» Data under study

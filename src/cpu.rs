use crate::display::{Display, HEIGHT, WIDTH};
use crate::error::Error;
use crate::keypad::Keypad;
use crate::memory::{Memory, FONT_HEIGHT, FONT_START, PROGRAM_START};
use crate::opcode::Opcode;
use crate::stack::CallStack;
use crate::timer::Timers;
use rand::rngs::StdRng;
use rand::{Rng, SeedableRng};

/// Which of the two historical readings of the ambiguous instructions to use.
///
/// | Opcode    | Legacy                      | Modern             |
/// |-----------|-----------------------------|--------------------|
/// | 8xy6/8xye | `vx = vy` before shifting   | shift `vx` in place|
/// | bnnn      | jump to `nnn + v0`          | jump to `nnn + vx` |
/// | fx1e      | `vf` untouched              | `vf = 1` past 0xfff|
/// | fx55/fx65 | I advances per register     | I unchanged        |
#[derive(Debug, Clone, Copy, PartialEq, Eq)]
pub enum Quirks {
    Legacy,
    Modern,
}

impl Quirks {
    pub fn toggled(self) -> Self {
        match self {
            Quirks::Legacy => Quirks::Modern,
            Quirks::Modern => Quirks::Legacy,
        }
    }
}

pub struct Cpu {
    registers: [u8; 16],
    memory: Memory,
    stack: CallStack,
    display: Display,
    keypad: Keypad,
    timers: Timers,
    index_register: u16,
    program_counter: u16,
    quirks: Quirks,
    verbose: bool,
    redraw: bool,
    rng: StdRng,
}

impl Cpu {
    pub fn new(quirks: Quirks, rng: StdRng) -> Self {
        Self {
            registers: [0; 16],
            memory: Memory::default(),
            stack: CallStack::default(),
            display: Display::default(),
            keypad: Keypad::default(),
            timers: Timers::default(),
            index_register: 0,
            program_counter: PROGRAM_START,
            quirks,
            verbose: false,
            redraw: true,
            rng,
        }
    }

    pub fn with_seed(quirks: Quirks, seed: Option<u64>) -> Self {
        let rng = match seed {
            Some(seed) => StdRng::seed_from_u64(seed),
            None => StdRng::from_entropy(),
        };
        Self::new(quirks, rng)
    }

    /// Zero every piece of machine state, restore the font and load
    /// `program` at 0x200. Quirk and verbose settings survive.
    pub fn reset(&mut self, program: &[u8]) {
        self.memory.clear();
        self.display.clear();
        self.keypad.clear();
        self.stack.clear();
        self.timers.clear();
        self.registers = [0; 16];
        self.program_counter = PROGRAM_START;
        self.index_register = 0;
        self.memory.write_fonts();
        let loaded = self.memory.load_program(program);
        self.redraw = true;

        log::info!("loaded {} byte program at {:#05x}", loaded, PROGRAM_START);
    }

    fn read_opcode(&self) -> u16 {
        self.memory.read_word(self.program_counter)
    }

    /// Fetch, decode and execute exactly one instruction.
    pub fn step(&mut self) -> Result<Opcode, Error> {
        let word = self.read_opcode();
        let opcode = Opcode::decode(word);

        if self.verbose {
            log::info!(
                "pc={:#05x} i={:#05x} v={:02x?} op={:04x} {}",
                self.program_counter,
                self.index_register,
                self.registers,
                word,
                opcode
            );
        }

        self.program_counter = self.program_counter.wrapping_add(2);
        self.execute(opcode)?;

        Ok(opcode)
    }

    fn execute(&mut self, opcode: Opcode) -> Result<(), Error> {
        match opcode {
            Opcode::Cls => self.cls(),
            Opcode::Ret => self.ret()?,
            Opcode::Jump { nnn } => self.program_counter = nnn,
            Opcode::Call { nnn } => self.call(nnn)?,
            Opcode::SkipEqImm { x, nn } => self.skip_if(self.v(x) == nn),
            Opcode::SkipNeImm { x, nn } => self.skip_if(self.v(x) != nn),
            Opcode::SkipEqReg { x, y } => self.skip_if(self.v(x) == self.v(y)),
            Opcode::LoadImm { x, nn } => self.set_v(x, nn),
            Opcode::AddImm { x, nn } => self.set_v(x, self.v(x).wrapping_add(nn)),
            Opcode::Move { x, y } => self.set_v(x, self.v(y)),
            Opcode::Or { x, y } => self.set_v(x, self.v(x) | self.v(y)),
            Opcode::And { x, y } => self.set_v(x, self.v(x) & self.v(y)),
            Opcode::Xor { x, y } => self.set_v(x, self.v(x) ^ self.v(y)),
            Opcode::AddReg { x, y } => self.add_xy(x, y),
            Opcode::Sub { x, y } => self.sub_xy(x, y),
            Opcode::ShiftRight { x, y } => self.shr(x, y),
            Opcode::SubReverse { x, y } => self.subn_xy(x, y),
            Opcode::ShiftLeft { x, y } => self.shl(x, y),
            Opcode::SkipNeReg { x, y } => self.skip_if(self.v(x) != self.v(y)),
            Opcode::LoadIndex { nnn } => self.index_register = nnn,
            Opcode::JumpOffset { x, nnn } => self.jmp_offset(x, nnn),
            Opcode::Random { x, nn } => {
                let byte: u8 = self.rng.gen();
                self.set_v(x, byte & nn);
            }
            Opcode::Draw { x, y, n } => self.drw(x, y, n),
            Opcode::SkipKeyDown { x } => self.skip_if(self.keypad.is_pressed(self.v(x))),
            Opcode::SkipKeyUp { x } => self.skip_if(!self.keypad.is_pressed(self.v(x))),
            Opcode::ReadDelay { x } => self.set_v(x, self.timers.delay),
            Opcode::WaitKey { x } => self.wait_key(x),
            Opcode::SetDelay { x } => self.timers.delay = self.v(x),
            Opcode::SetSound { x } => self.timers.sound = self.v(x),
            Opcode::AddIndex { x } => self.add_index(x),
            Opcode::FontChar { x } => {
                self.index_register = (self.v(x) & 0xF) as u16 * FONT_HEIGHT + FONT_START;
            }
            Opcode::Bcd { x } => self.bcd(x),
            Opcode::Store { x } => self.store(x),
            Opcode::Load { x } => self.load(x),
            Opcode::Unknown(word) => {
                if self.verbose {
                    log::warn!("invalid instruction {:04x}", word);
                } else {
                    log::debug!("invalid instruction {:04x}", word);
                }
            }
        }

        Ok(())
    }

    fn v(&self, x: u8) -> u8 {
        self.registers[x as usize]
    }

    fn set_v(&mut self, x: u8, val: u8) {
        self.registers[x as usize] = val;
    }

    // Flag writes land after the result so vf as a destination keeps the flag.
    fn set_flag(&mut self, flag: bool) {
        self.registers[0xF] = flag as u8;
    }

    fn skip_if(&mut self, condition: bool) {
        if condition {
            self.program_counter = self.program_counter.wrapping_add(2);
        }
    }

    /// (00e0) CLS clear the display
    fn cls(&mut self) {
        if self.verbose {
            log::info!("clearing display");
        }
        self.display.clear();
        self.redraw = true;
    }

    /// (2nnn) CALL sub-routine at `addr`
    fn call(&mut self, addr: u16) -> Result<(), Error> {
        self.stack.push(self.program_counter)?;
        self.program_counter = addr;
        Ok(())
    }

    /// (00ee) RET return from the current sub-routine
    fn ret(&mut self) -> Result<(), Error> {
        self.program_counter = self.stack.pop()?;
        Ok(())
    }

    /// (8xy4) Add one registers contents to another registers contents
    fn add_xy(&mut self, x: u8, y: u8) {
        let (val, overflow) = self.v(x).overflowing_add(self.v(y));
        self.set_v(x, val);
        self.set_flag(overflow);
    }

    /// (8xy5) `vx` - `vy`
    fn sub_xy(&mut self, x: u8, y: u8) {
        let (a, b) = (self.v(x), self.v(y));
        self.set_v(x, a.wrapping_sub(b));
        self.set_flag(a >= b);
    }

    /// (8xy7) `vy` - `vx`
    fn subn_xy(&mut self, x: u8, y: u8) {
        let (a, b) = (self.v(x), self.v(y));
        self.set_v(x, b.wrapping_sub(a));
        self.set_flag(b >= a);
    }

    /// (8xy6)
    fn shr(&mut self, x: u8, y: u8) {
        if self.quirks == Quirks::Legacy {
            self.set_v(x, self.v(y));
        }
        let val = self.v(x);
        self.set_v(x, val >> 1);
        self.set_flag(val & 1 == 1);
    }

    /// (8xye)
    fn shl(&mut self, x: u8, y: u8) {
        if self.quirks == Quirks::Legacy {
            self.set_v(x, self.v(y));
        }
        let val = self.v(x);
        self.set_v(x, val << 1);
        self.set_flag((val >> 7) & 1 == 1);
    }

    /// (bnnn / bxnn)
    fn jmp_offset(&mut self, x: u8, nnn: u16) {
        let offset = match self.quirks {
            Quirks::Legacy => self.v(0),
            Quirks::Modern => self.v(x),
        };
        self.program_counter = nnn + offset as u16;
    }

    /// (dxyn) draw `n` rows of sprite data from I at (`vx`, `vy`)
    fn drw(&mut self, x: u8, y: u8, n: u8) {
        let px = self.v(x) as usize % WIDTH;
        let py = self.v(y) as usize % HEIGHT;

        if self.verbose {
            log::info!("draw {}x{} sprite at ({}, {})", 8, n, px, py);
        }

        let mut sprite = [0u8; 15];
        for (row, byte) in sprite.iter_mut().enumerate().take(n as usize) {
            *byte = self.memory.read(self.index_register.wrapping_add(row as u16));
        }

        let collision = self.display.draw_sprite(px, py, &sprite[..n as usize]);
        self.set_flag(collision);
        self.redraw = true;
    }

    /// (fx0a) busy-poll: without a key down, rewind so this runs again
    fn wait_key(&mut self, x: u8) {
        if self.verbose {
            log::info!("keypad: {:?}", self.keypad);
        }

        match self.keypad.first_pressed() {
            Some(key) => self.set_v(x, key),
            None => self.program_counter = self.program_counter.wrapping_sub(2),
        }
    }

    /// (fx1e)
    fn add_index(&mut self, x: u8) {
        let sum = self.index_register.wrapping_add(self.v(x) as u16);
        if self.quirks == Quirks::Modern && sum > 0xFFF {
            self.registers[0xF] = 1;
        }
        self.index_register = sum;
    }

    /// (fx33) hundreds, tens and ones of `vx` at I, I+1, I+2
    fn bcd(&mut self, x: u8) {
        let val = self.v(x);
        let i = self.index_register;
        self.memory.write(i, val / 100);
        self.memory.write(i.wrapping_add(1), (val / 10) % 10);
        self.memory.write(i.wrapping_add(2), val % 10);
    }

    /// (fx55)
    fn store(&mut self, x: u8) {
        for reg in 0..=x {
            let addr = self.index_register.wrapping_add(reg as u16);
            self.memory.write(addr, self.v(reg));
        }
        if self.quirks == Quirks::Legacy {
            self.index_register = self.index_register.wrapping_add(x as u16 + 1);
        }
    }

    /// (fx65)
    fn load(&mut self, x: u8) {
        for reg in 0..=x {
            let addr = self.index_register.wrapping_add(reg as u16);
            self.set_v(reg, self.memory.read(addr));
        }
        if self.quirks == Quirks::Legacy {
            self.index_register = self.index_register.wrapping_add(x as u16 + 1);
        }
    }

    /// One 60 Hz timer tick
    pub fn tick_timers(&mut self) {
        self.timers.tick();
    }

    pub fn timers(&self) -> Timers {
        self.timers
    }

    pub fn quirks(&self) -> Quirks {
        self.quirks
    }

    pub fn set_quirks(&mut self, quirks: Quirks) {
        self.quirks = quirks;
    }

    pub fn verbose(&self) -> bool {
        self.verbose
    }

    pub fn set_verbose(&mut self, verbose: bool) {
        self.verbose = verbose;
    }

    pub fn display(&self) -> &Display {
        &self.display
    }

    pub fn keypad_mut(&mut self) -> &mut Keypad {
        &mut self.keypad
    }

    /// True once after the display changed
    pub fn take_redraw(&mut self) -> bool {
        std::mem::take(&mut self.redraw)
    }
}

// Host-side inspection used by the unit tests
#[cfg(test)]
impl Cpu {
    pub fn program_counter(&self) -> u16 {
        self.program_counter
    }

    pub fn index_register(&self) -> u16 {
        self.index_register
    }

    pub fn read_register(&self, address: u8) -> Option<u8> {
        self.registers.get(address as usize).copied()
    }

    pub fn write_register(&mut self, address: u8, val: u8) -> Result<(), Error> {
        let register = self
            .registers
            .get_mut(address as usize)
            .ok_or(Error::InvalidRegister(address))?;
        *register = val;
        Ok(())
    }

    pub fn read_memory(&self, address: u16) -> u8 {
        self.memory.read(address)
    }

    pub fn write_memory(&mut self, address: u16, val: u8) {
        self.memory.write(address, val);
    }

    /// Write 16-bit instruction words, high byte first
    pub fn write_instructions_batch(&mut self, instructions: &[(u16, u16)]) {
        for &(address, word) in instructions {
            let [high, low] = word.to_be_bytes();
            self.write_memory(address, high);
            self.write_memory(address.wrapping_add(1), low);
        }
    }
}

» Task
Pick out the lines above that hold the string "overflow" and show them.

» Written response
        let (val, overflow) = self.v(x).overflowing_add(self.v(y));
        self.set_flag(overflow);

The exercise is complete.